Mazhdelen wasn't in the tent when we arrived. Thankfully, modern life meets ancient ways in the middle of the Negev desert, and Lynn called Mazhdelen on her cell phone (the number is written on another sign outside the tent). Soon, a figure in a long black dress began to make her way toward us from another tent in the distance. When she got close enough to see who it was, she recognized Miriam and Rebekah immediately. A huge smile lit up her face, she was delighted to see her visitors from two months earlier.

A staff od Mazhdalen's wheat
She built a fire with sticks from dried bushes, added tea and a liberal amount of sugar to a black iron pot, and set it on the fire. Then she mixed flour, water, and salt in a bowl, explaining that this was flour from last year's crop, because this year was so dry, they didn't harvest much wheat.

While the dough rested, we talked about lots of other things, too. I don't remember how we managed to communicate, but somewhere between her sparse English and our broken Hebrew, we managed to get our points across, maybe because we listen to each other in the same way. The magic of human interaction: when people share similar ideals and traits, sometimes they don't need words for everything.

Mazhdalen shows Bekah the technique
Mazhdalen took the tea off the fire, and poured it expertly into a set of glasses for each of us. Then she covered the fire with a big concave iron plate. When the dough was ready, she made it into six balls. She patted one out into a circle, and then flung it back and forth from one hand to another, putting her shoulders and torso into the movement, until she had a wide, thin circle. She tossed the dough onto the hot concave iron, where it began to brown and puff ever so slightly. After a minute, she flipped it over, cooked the other side, and then tossed it into a basket, a piping hot, perfectly cooked flatbread.

She invited each of us to have our hand at breadmaking, which we were happy to do. You'll see in the video how she patiently waits and watches as each of us do our best, and then takes over like a pro.


Miriam digs in to the deliciousness.
When all the flatbread was cooked, Mazhdalen presented us with a beautiful basket overflowing with her handiwork, as well as a big dish of lebeneh she'd made with milk she'd gotten from her sheep that morning, and a plate full of za'atar. We hungrily tore of pieces of bread, scooped up some cheese,  dipped it all in the herbs, and filled our bellies until there wasn't room for another bite.

While we were eating, four Israeli hikers passed by, looking into the tent. We invited them in, but they turned us down. "No time," they said. They had something better to do that sit with others and share fresh food. Mazhdalen said that often hikers are only interested in Coca-Cola, or watermelon, or power bars, something quick and neat, to send them on their way down the trail. Her Bedouin hospitality isn't something they find worth stopping for.
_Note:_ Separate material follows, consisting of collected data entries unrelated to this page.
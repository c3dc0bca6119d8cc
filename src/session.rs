//! Session registry shared by all request handlers.
//!
//! The map of sessions sits behind an `RwLock` whose write side is only taken
//! to insert a new session. Each session has its own `Mutex`; a mutation
//! clones the session's `Arc` under the read lock, drops the read lock, then
//! holds only that session's mutex while the engine runs. Two requests for
//! the same session therefore run one after the other, and requests for
//! different sessions never wait on each other.

use crate::GameError;
use crate::games::{Action, GameConfig, GameKind, GameState};
use std::collections::HashMap;
use std::sync::{Arc, Mutex, MutexGuard, PoisonError, RwLock};
use tracing::{debug, info, instrument, warn};
use uuid::Uuid;

/// Opaque, unguessable identifier for a game session.
pub type SessionId = String;

/// One client's game.
#[derive(Debug, Clone)]
pub struct GameSession {
    /// Session ID.
    pub id: SessionId,
    /// The game state. Its variant fixes the session's kind.
    pub state: GameState,
}

impl GameSession {
    /// Creates a session around an initial state.
    pub fn new(id: SessionId, state: GameState) -> Self {
        Self { id, state }
    }

    /// The game this session plays.
    pub fn kind(&self) -> GameKind {
        self.state.kind()
    }
}

type SessionSlot = Arc<Mutex<GameSession>>;

/// Manages all game sessions.
#[derive(Debug, Clone, Default)]
pub struct SessionRegistry {
    sessions: Arc<RwLock<HashMap<SessionId, SessionSlot>>>,
}

impl SessionRegistry {
    /// Creates an empty registry.
    #[instrument]
    pub fn new() -> Self {
        info!("Creating session registry");
        Self::default()
    }

    /// Creates a session and returns its id with the state it was inserted
    /// with.
    #[instrument(skip(self))]
    pub fn create(&self, config: GameConfig) -> (SessionId, GameState) {
        let state = GameState::create(config, &mut rand::thread_rng());
        let id = Uuid::new_v4().simple().to_string();
        let slot = Arc::new(Mutex::new(GameSession::new(id.clone(), state.clone())));

        self.sessions
            .write()
            .unwrap_or_else(PoisonError::into_inner)
            .insert(id.clone(), slot);

        info!(session_id = %id, kind = %config.kind(), "Created new session");
        (id, state)
    }

    /// Returns a snapshot of the session's state.
    ///
    /// # Errors
    ///
    /// Returns [`GameError`] (not found) for an unknown id.
    #[instrument(skip(self))]
    pub fn get(&self, id: &str) -> Result<GameState, GameError> {
        let slot = self.slot(id)?;
        let session = lock(&slot);
        Ok(session.state.clone())
    }

    /// Returns the kind of the session.
    ///
    /// # Errors
    ///
    /// Returns [`GameError`] (not found) for an unknown id.
    #[instrument(skip(self))]
    pub fn kind(&self, id: &str) -> Result<GameKind, GameError> {
        let slot = self.slot(id)?;
        let kind = lock(&slot).kind();
        Ok(kind)
    }

    /// Applies `action` to the session under its lock and returns the new
    /// state.
    ///
    /// The stored state is replaced only when the engine accepts the action.
    /// The session's kind never changes, so an action of another kind is
    /// always rejected.
    ///
    /// # Errors
    ///
    /// Returns [`GameError`] for an unknown id, an action of another kind, or
    /// a move the engine rejects.
    #[instrument(skip(self))]
    pub fn mutate(&self, id: &str, action: Action) -> Result<GameState, GameError> {
        let slot = self.slot(id)?;
        let mut session = lock(&slot);

        let next = session
            .state
            .clone()
            .apply(action, &mut rand::thread_rng())
            .inspect_err(|e| warn!(kind = %session.kind(), error = %e, "Action rejected"))?;
        session.state = next.clone();

        debug!("Session updated");
        Ok(next)
    }

    /// Restarts the session's game with its original configuration.
    ///
    /// # Errors
    ///
    /// Returns [`GameError`] (not found) for an unknown id.
    #[instrument(skip(self))]
    pub fn reset(&self, id: &str) -> Result<GameState, GameError> {
        let slot = self.slot(id)?;
        let mut session = lock(&slot);

        let next = session.state.clone().reset(&mut rand::thread_rng());
        session.state = next.clone();

        info!(kind = %session.kind(), "Session reset");
        Ok(next)
    }

    /// Lists all active session IDs.
    #[instrument(skip(self))]
    pub fn list_sessions(&self) -> Vec<SessionId> {
        let sessions = self.sessions.read().unwrap_or_else(PoisonError::into_inner);
        sessions.keys().cloned().collect()
    }

    /// Number of live sessions.
    pub fn len(&self) -> usize {
        self.sessions
            .read()
            .unwrap_or_else(PoisonError::into_inner)
            .len()
    }

    /// Whether no sessions exist.
    pub fn is_empty(&self) -> bool {
        self.len() == 0
    }

    /// Looks up a session's slot, releasing the map lock before returning.
    fn slot(&self, id: &str) -> Result<SessionSlot, GameError> {
        let sessions = self.sessions.read().unwrap_or_else(PoisonError::into_inner);
        sessions.get(id).cloned().ok_or_else(|| {
            debug!(session_id = id, "Session not found");
            GameError::not_found(id)
        })
    }
}

/// Locks a session, recovering from poisoning.
///
/// States are only ever replaced whole after a successful transition, so a
/// guard recovered from a panicking holder still sees a consistent state.
fn lock(slot: &SessionSlot) -> MutexGuard<'_, GameSession> {
    slot.lock().unwrap_or_else(PoisonError::into_inner)
}

#[cfg(test)]
mod tests {
    use super::*;
    use crate::games::rps::RpsConfig;

    #[test]
    fn test_ids_are_unique_and_opaque() {
        let registry = SessionRegistry::new();
        let (a, _) = registry.create(GameConfig::default_for(GameKind::Rps));
        let (b, _) = registry.create(GameConfig::default_for(GameKind::Rps));
        assert_ne!(a, b);
        assert_eq!(a.len(), 32);
        assert_eq!(registry.len(), 2);
    }

    #[test]
    fn test_failed_action_leaves_state_untouched() {
        let registry = SessionRegistry::new();
        let (id, before) = registry.create(GameConfig::Rps(RpsConfig::new(3)));
        let err = registry
            .mutate(&id, Action::RpsPlay { throw: "lizard".into() })
            .unwrap_err();
        assert!(!err.is_not_found());
        assert_eq!(registry.get(&id).unwrap(), before);
    }

    #[test]
    fn test_unknown_id() {
        let registry = SessionRegistry::new();
        assert!(registry.get("nope").unwrap_err().is_not_found());
        assert!(registry.reset("nope").unwrap_err().is_not_found());
        assert!(registry.kind("nope").unwrap_err().is_not_found());
    }
}
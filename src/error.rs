//! Error types shared by the session registry and the game engines.

use derive_more::{Display, Error};
use tracing::instrument;

/// Category of a failed game operation.
///
/// The HTTP layer maps each kind onto a status code: [`GameErrorKind::NotFound`]
/// becomes 404, every other kind becomes 400.
#[derive(Debug, Clone, PartialEq, Eq, Display)]
pub enum GameErrorKind {
    /// No session exists under the given id.
    #[display("Session {} not found", _0)]
    NotFound(String),

    /// The move is illegal for the current game state.
    #[display("Invalid move: {}", _0)]
    InvalidMove(String),

    /// The action does not apply to this session (wrong game kind, bad symbol).
    #[display("Invalid action: {}", _0)]
    InvalidAction(String),

    /// The request payload could not be understood.
    #[display("Validation failed: {}", _0)]
    Validation(String),
}

/// Game error with location tracking.
#[derive(Debug, Clone, Display, Error)]
#[display("{} at {}:{}", kind, file, line)]
pub struct GameError {
    /// What went wrong.
    pub kind: GameErrorKind,
    /// Line number where error occurred.
    pub line: u32,
    /// Source file where error occurred.
    pub file: &'static str,
}

impl GameError {
    /// Creates a new game error with caller location tracking.
    #[track_caller]
    #[instrument]
    pub fn new(kind: GameErrorKind) -> Self {
        let loc = std::panic::Location::caller();
        Self {
            kind,
            line: loc.line(),
            file: loc.file(),
        }
    }

    /// Unknown session id.
    #[track_caller]
    pub fn not_found(id: impl Into<String>) -> Self {
        Self::new(GameErrorKind::NotFound(id.into()))
    }

    /// Move rejected by the engine.
    #[track_caller]
    pub fn invalid_move(message: impl Into<String>) -> Self {
        Self::new(GameErrorKind::InvalidMove(message.into()))
    }

    /// Action rejected before reaching an engine.
    #[track_caller]
    pub fn invalid_action(message: impl Into<String>) -> Self {
        Self::new(GameErrorKind::InvalidAction(message.into()))
    }

    /// Malformed payload.
    #[track_caller]
    pub fn validation(message: impl Into<String>) -> Self {
        Self::new(GameErrorKind::Validation(message.into()))
    }

    /// Returns the error kind.
    pub fn kind(&self) -> &GameErrorKind {
        &self.kind
    }

    /// Whether this error reports an unknown session.
    pub fn is_not_found(&self) -> bool {
        matches!(self.kind, GameErrorKind::NotFound(_))
    }
}
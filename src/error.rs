use std::path::PathBuf;

use thiserror::Error;

/// Everything that can stop a catalog run. None of these are retried: the
/// page is parsed in a single deterministic pass.
#[derive(Debug, Error)]
pub enum CatalogError {
    /// A "Levels:" marker was never followed by a level list before the
    /// course block closed.
    #[error("course block \"{title}\" closed while still waiting for its levels")]
    MalformedBlock { title: String },

    #[error("unknown course level \"{0}\"")]
    UnknownLevel(String),

    /// Text showed up after every field of the course was already filled.
    #[error("not sure what to do with this (inside <{tag}>): \"{text}\"")]
    UnexpectedText { tag: String, text: String },

    #[error("course finalized without a title")]
    MissingTitle,

    #[error("unable to parse course name \"{0}\"")]
    UnparsableName(String),

    #[error("URLs are not yet supported: {0}")]
    FetchNotSupported(String),

    #[error("failed to read {}", path.display())]
    Read {
        path: PathBuf,
        #[source]
        source: std::io::Error,
    },

    #[error("malformed markup at byte {position}: {message}")]
    Markup { position: u64, message: String },
}
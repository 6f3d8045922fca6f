use std::path::Path;
use std::sync::LazyLock;

use regex::Regex;
use tracing::debug;

use crate::error::CatalogError;

static URL_RE: LazyLock<Regex> =
    LazyLock::new(|| Regex::new(r"^[A-Za-z][A-Za-z0-9+.-]*://[^\s/]+").unwrap());

pub fn is_url(page: &str) -> bool {
    URL_RE.is_match(page.trim())
}

/// Read the catalog page from a local file. Fetching by URL is not implemented.
pub fn load_page(page: &str) -> Result<String, CatalogError> {
    if is_url(page) {
        return Err(CatalogError::FetchNotSupported(page.to_string()));
    }
    debug!("Is not a URL");

    let path = Path::new(page);
    std::fs::read_to_string(path).map_err(|source| CatalogError::Read {
        path: path.to_path_buf(),
        source,
    })
}
use std::path::PathBuf;

use anyhow::{Context, Result};
use config::Config;
use serde::Deserialize;

/// Environment prefix: `CATALOG_FORMAT`, `CATALOG_DB`, `CATALOG_LOG`.
const ENV_PREFIX: &str = "CATALOG";

#[derive(Debug, Clone, Copy, Default, PartialEq, Eq, Deserialize, clap::ValueEnum)]
#[serde(rename_all = "lowercase")]
pub enum OutputFormat {
    #[default]
    Text,
    Json,
}

#[derive(Debug, Clone, PartialEq, Eq, Deserialize)]
pub struct Settings {
    #[serde(default)]
    pub format: OutputFormat,
    /// SQLite file to store the courses in.
    #[serde(default)]
    pub db: Option<PathBuf>,
    /// Filter directive used when neither `--quiet` nor `--verbose` is given.
    #[serde(default = "default_log")]
    pub log: String,
}

impl Default for Settings {
    fn default() -> Self {
        Self {
            format: OutputFormat::default(),
            db: None,
            log: default_log(),
        }
    }
}

fn default_log() -> String {
    "info".to_string()
}

impl Settings {
    pub fn load() -> Result<Self> {
        Self::from_config(
            Config::builder()
                .add_source(config::Environment::with_prefix(ENV_PREFIX))
                .build()
                .context("Failed to read settings from environment")?,
        )
    }

    fn from_config(config: Config) -> Result<Self> {
        config
            .try_deserialize()
            .context("Invalid CATALOG_* settings")
    }
}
Sometimes, she said, they even taunt her or mock her for being Bedouin, and for living her life in her traditional way.

Me, Miriam, Mazhdalen, Rebekah, and Lynn
Later that evening, Miriam and Rebekah talk about how upsetting it is to them that people would make fun of such a smiling and generous soul as Mazhdalen. For me, the afternoon has shown me that sometimes the things we have in common with others are surprising: on many levels, our family shares much more with urban Israelis on vacation in hiking gear than with a woman in an old cloth dress and head wrap who's spent her life in an isolated desert. But in the ways that we seek and find friendship, it seems we have a lot in common with Mazhdalen.